» **AIM OF THE EXERCISE**:
The answer must consist of each line below that contains the string "SchemaSnapshot".

[Collected data]
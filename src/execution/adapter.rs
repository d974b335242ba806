//! Execution adapter abstraction.
//!
//! A pool-holding, `anyhow::Context`-propagating shape generalized behind
//! a trait so the orchestrator does not care which reference database
//! backs an assessment run.

use async_trait::async_trait;

use super::schema::SchemaSnapshot;
use crate::types::ExecutionResult;

#[async_trait]
pub trait ExecutionAdapter: Send + Sync {
    /// Runs `sql` against the reference database and reports rows,
    /// timing, validation diagnostics, and any phantom tables/columns
    /// referenced.
    async fn execute(&self, sql: &str) -> ExecutionResult;

    /// Returns the cached schema snapshot, fetching it on first use.
    async fn get_schema(&self) -> anyhow::Result<SchemaSnapshot>;

    /// Forces the next `get_schema()` call to re-fetch from the database.
    async fn refresh_schema(&self);
}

» **REPLY TO THE EXERCISE**:
use super::schema::SchemaSnapshot;
    async fn get_schema(&self) -> anyhow::Result<SchemaSnapshot>;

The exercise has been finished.